A startup promising to provide pointers and analytics to your sales conversations just picked up $6 million, but you might not have realized it had you read their press release., located in Tel Aviv and Palo Alto, announced the deal Tuesday saying it was led by Norwest Venture Partners and Shlomo Kramer, the co-founder of Check Point.

General Partner Dror Nahumi will serve as Norwest’s point person with Gong.

They are selling software that ‘recognizes effective patterns’ in the course of phone calls, presumably picking up on cues that might lead a salesman to change their pitch strategy. They boast about building their machine learning and AI product on tens of thousands of hours of conversation.

Gong claims to be able to pick out quantifiable data where experience and recognition of nuance had previously reigned, from conversations held over Zoom (not the villain), GoToMeeting and CiscoWebEx. That data then plugs into Salesforce or a competing CRM.

Gong is providing verbal analytics data for sales calls so you can adjust your pitch in response to the cues the company's software picks up (screenshot,
Gong is providing verbal analytics data for sales calls so you can adjust your pitch in response to the cues the company’s software picks up.
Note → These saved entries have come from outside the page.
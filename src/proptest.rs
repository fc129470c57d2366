//! Proptest strategies for face interpolation data.
use crate::taylor::{basis_count, Differential};
use ::proptest::prelude::*;
use nalgebra::{Point2, Vector2};
use std::f64::consts::PI;

pub fn point2() -> impl Strategy<Value = Point2<f64>> {
    // Keep coordinates moderate, since Taylor bases are evaluated with powers of them
    let range = -10.0..10.0;
    [range.clone(), range].prop_map(|[x, y]| Point2::new(x, y))
}

/// An angle in `[0, 2 pi)`.
pub fn angle() -> impl Strategy<Value = f64> {
    0.0..2.0 * PI
}

/// A unit vector with uniformly distributed angle.
pub fn unit_vector2() -> impl Strategy<Value = Vector2<f64>> {
    angle().prop_map(|theta| Vector2::new(theta.cos(), theta.sin()))
}

/// A differential of total order at most `max_order`.
pub fn differential(max_order: usize) -> impl Strategy<Value = Differential> {
    (0..basis_count(max_order)).prop_map(Differential)
}
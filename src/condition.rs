//! Boundary conditions expressed as constraints on the face interpolant.
//!
//! A boundary condition pins, for each variable, zero or more differentials of the face
//! interpolant at every quadrature point of a boundary face. Constraint differentials are taken
//! in the face-aligned frame: the first axis is the outward face normal, the second is
//! tangential. Hence [`Differential::VALUE`] is a Dirichlet constraint and [`Differential::DX`]
//! prescribes the normal derivative.
//!
//! The order of the constraints of a variable is significant. Constraint `c` of a variable
//! occupies inputs `n_adj + c * n_quadrature .. n_adj + (c + 1) * n_quadrature` of the resulting
//! face operators.
use crate::config::SolverConfig;
use crate::error::FaceInterpolationError;
use crate::taylor::Differential;
use serde::{Deserialize, Serialize};

#[derive(Debug, Clone, PartialEq, Eq, Serialize, Deserialize)]
pub struct BoundaryCondition {
    pub name: String,
    /// Constrained differentials, one list per variable.
    pub constraints: Vec<Vec<Differential>>,
}

impl BoundaryCondition {
    pub fn new(name: impl Into<String>, constraints: Vec<Vec<Differential>>) -> Self {
        Self {
            name: name.into(),
            constraints,
        }
    }

    /// Constrained differentials of the given variable.
    pub fn differentials(&self, variable: usize) -> &[Differential] {
        self.constraints
            .get(variable)
            .map(Vec::as_slice)
            .unwrap_or(&[])
    }

    pub fn n_constraints(&self, variable: usize) -> usize {
        self.differentials(variable).len()
    }
}

/// The boundary conditions of a problem, addressed by the boundary tag of a face.
#[derive(Debug, Clone, Default, PartialEq, Eq, Serialize, Deserialize)]
pub struct BoundaryConditionCatalog {
    pub conditions: Vec<BoundaryCondition>,
}

impl BoundaryConditionCatalog {
    pub fn new(conditions: Vec<BoundaryCondition>) -> Self {
        Self { conditions }
    }

    pub fn get(&self, tag: usize) -> Option<&BoundaryCondition> {
        self.conditions.get(tag)
    }

    /// Largest number of constraints on any single variable over all conditions.
    pub fn max_n_constraints(&self) -> usize {
        self.conditions
            .iter()
            .flat_map(|condition| condition.constraints.iter().map(Vec::len))
            .max()
            .unwrap_or(0)
    }

    pub fn validate(&self, config: &SolverConfig) -> Result<(), FaceInterpolationError> {
        for (tag, condition) in self.conditions.iter().enumerate() {
            if condition.constraints.len() != config.n_variables() {
                return Err(FaceInterpolationError::InvalidConfiguration(format!(
                    "boundary condition {tag} (`{}`) has constraints for {} variables, expected {}",
                    condition.name,
                    condition.constraints.len(),
                    config.n_variables()
                )));
            }
            for (variable, differentials) in condition.constraints.iter().enumerate() {
                // The face basis of a constrained variable reaches one order beyond the element basis
                let max_order = config.variables[variable].order + 1;
                if let Some(differential) = differentials
                    .iter()
                    .find(|differential| differential.order() > max_order)
                {
                    return Err(FaceInterpolationError::InvalidConfiguration(format!(
                        "boundary condition {tag} (`{}`) constrains differential {differential} of variable {variable}, \
                         which exceeds order {max_order}",
                        condition.name
                    )));
                }
            }
        }
        Ok(())
    }
}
Photo credit:

Gong claims in the company’s release that sales teams might manage 200 conversations or more over the course of a week, each conversation constituting “6,000 words per hour.” Analyzing vocabulary choices and direction of a conversation would thus be a major debriefing tool, or a real-time coach to improve calls in progress.
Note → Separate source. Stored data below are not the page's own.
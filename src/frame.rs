//! Face-aligned coordinate frames.
//!
//! A face frame rotates the plane so that the first axis is aligned with the face normal and the
//! second axis is tangential to the face. Interpolants are built in this frame, and derivatives
//! computed in it are converted back to Cartesian derivatives by the transformation matrix.
use crate::error::FaceInterpolationError;
use crate::taylor::{basis_count, taylor_index, taylor_powers};
use crate::workspace::try_zeros;
use crate::Real;
use nalgebra::{DMatrix, Matrix2, Point2, Vector2};
use num::integer::binomial;

/// Rotation $R = \begin{pmatrix} n_x & n_y \\\\ -n_y & n_x \end{pmatrix}$ mapping Cartesian
/// directions to the face-aligned frame.
pub fn rotation_from_normal<T: Real>(normal: &Vector2<T>) -> Matrix2<T> {
    Matrix2::new(normal.x, normal.y, -normal.y, normal.x)
}

/// Inverse of a 2x2 matrix computed from its determinant.
///
/// Returns `None` if the matrix is (numerically) singular.
pub fn try_invert_2x2<T: Real>(matrix: &Matrix2<T>) -> Option<Matrix2<T>> {
    let det = matrix.determinant();
    if det.abs() <= T::default_epsilon() {
        return None;
    }
    Some(Matrix2::new(
        matrix[(1, 1)] / det,
        -matrix[(0, 1)] / det,
        -matrix[(1, 0)] / det,
        matrix[(0, 0)] / det,
    ))
}

/// Fills the transformation matrix from derivatives in a rotated frame to Cartesian derivatives.
///
/// Given the matrix $M$ with $\partial_{x_j} = \sum_i M_{ji} \partial_{y_i}$, entry
/// `(d, i)` of the output holds the coefficient of the rotated derivative with Taylor index `i`
/// in the Cartesian derivative with Taylor index `d`. For $d = (a, b)$ this is the expansion
/// of $(M_{00} \partial_{y_0} + M_{01} \partial_{y_1})^a (M_{10} \partial_{y_0} + M_{11} \partial_{y_1})^b$.
/// The matrix is block diagonal with one block per total order.
///
/// # Panics
///
/// Panics if the output is not square with at least [`basis_count(max_order)`](basis_count) rows.
pub fn populate_transformation_matrix<T: Real>(max_order: usize, m: &Matrix2<T>, output: &mut DMatrix<T>) {
    let n_bases = basis_count(max_order);
    assert!(output.is_square(), "Transformation matrix must be square");
    assert!(output.nrows() >= n_bases, "Transformation matrix is too small");
    output.fill(T::zero());

    for d in 0..n_bases {
        let (a, b) = taylor_powers(d);
        let n = a + b;
        for i in 0..=a {
            // Term C(a, i) m00^(a - i) m01^i d0^(a - i) d1^i from the first factor
            let first = binomial_coefficient::<T>(a, i) * m[(0, 0)].powi((a - i) as i32) * m[(0, 1)].powi(i as i32);
            for j in 0..=b {
                let second =
                    binomial_coefficient::<T>(b, j) * m[(1, 0)].powi((b - j) as i32) * m[(1, 1)].powi(j as i32);
                let q = i + j;
                output[(d, taylor_index(n - q, q))] += first * second;
            }
        }
    }
}

fn binomial_coefficient<T: Real>(n: usize, k: usize) -> T {
    nalgebra::convert(binomial(n, k) as f64)
}

/// Rotation, inverse rotation and derivative transformation of a single face.
#[derive(Debug, Clone)]
pub struct FaceFrame<T: Real> {
    max_order: usize,
    rotation: Matrix2<T>,
    inverse_rotation: Matrix2<T>,
    transformation: DMatrix<T>,
}

impl<T: Real> FaceFrame<T> {
    /// Allocates a frame able to transform derivatives up to the given order.
    pub fn try_new(max_order: usize) -> Result<Self, FaceInterpolationError> {
        let n_bases = basis_count(max_order);
        let mut transformation = try_zeros(n_bases, n_bases, "transformation")?;
        populate_transformation_matrix(max_order, &Matrix2::identity(), &mut transformation);
        Ok(Self {
            max_order,
            rotation: Matrix2::identity(),
            inverse_rotation: Matrix2::identity(),
            transformation,
        })
    }

    /// Rebuilds the frame for the given face normal.
    ///
    /// The normal is expected to have unit length, in which case the inverse rotation is the
    /// transpose of the rotation.
    pub fn update(&mut self, normal: &Vector2<T>) -> Result<(), FaceInterpolationError> {
        let rotation = rotation_from_normal(normal);
        let inverse_rotation = try_invert_2x2(&rotation).ok_or(FaceInterpolationError::DegenerateNormal)?;
        self.rotation = rotation;
        self.inverse_rotation = inverse_rotation;
        populate_transformation_matrix(self.max_order, &self.inverse_rotation, &mut self.transformation);
        Ok(())
    }

    pub fn max_order(&self) -> usize {
        self.max_order
    }

    pub fn rotation(&self) -> &Matrix2<T> {
        &self.rotation
    }

    pub fn inverse_rotation(&self) -> &Matrix2<T> {
        &self.inverse_rotation
    }

    pub fn transformation(&self) -> &DMatrix<T> {
        &self.transformation
    }

    /// Rotates `x` about `centre` into the face-aligned frame: $c + R (x - c)$.
    pub fn to_face_coordinates(&self, centre: &Point2<T>, x: &Point2<T>) -> Point2<T> {
        centre + self.rotation * (x - centre)
    }
}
“The most important factor is what people actually say (the text and vocabulary). These tend to be business conversations without a lot of manifested emotion,” Gong Co-Founder and CEO Amit Bendov told Geektime. “We also look at the exchange of speakers: pauses, length of response, overlap, engagement level.”

Gong has been beta testing in stealth, acquiring “dozens” of B2B customers like Act-On Software, whose VP Sales Chris Hardeman endorsed them in the press release.

“We believe Gong’s technology is the most significant invention for sales since the invention of CRM,” Bendov said in a press release. “Trillions of marketing dollars have been poured into reaching, nurturing, and contacting leads. But 80% of those hard-earned leads are lost after the first few phone conversations with a sales person,” Bendov claims.

Technological unemployment; now for sales reps?

It would be a bit of a stretch to imply sales pitches are going to be the jobs of machines anytime soon, but the ability to pick up on nuance is a major advance that linguistic or translation-oriented startups have been attempting for a while. The machines here are simply picking up on parcels of data and sorting it. What to make of that data isn’t all that clear yet.

And we are far from a full automaton pulling off a one-hour cold sale to a new enterprise customer.

But this does mark new territory for the customer service industry. The use of chat bots is becoming more ubiquitous for customer retention and general inquiries. Facebook just announced a major investment in that industry.

For now, Gong is on track to making the perceivably dull sales call industry a lot more insightful. Their services are currently only available in English, but a spokesperson emphasized, “We will be adding other languages down the road.”

Gong was co-founded by CEO Amit Bendov and CTO Eilon Reshef. Bendov previously held CXO positions at Sisense, Panaya, and ClickSoftware; Reshef brings founding experience from WebCollage.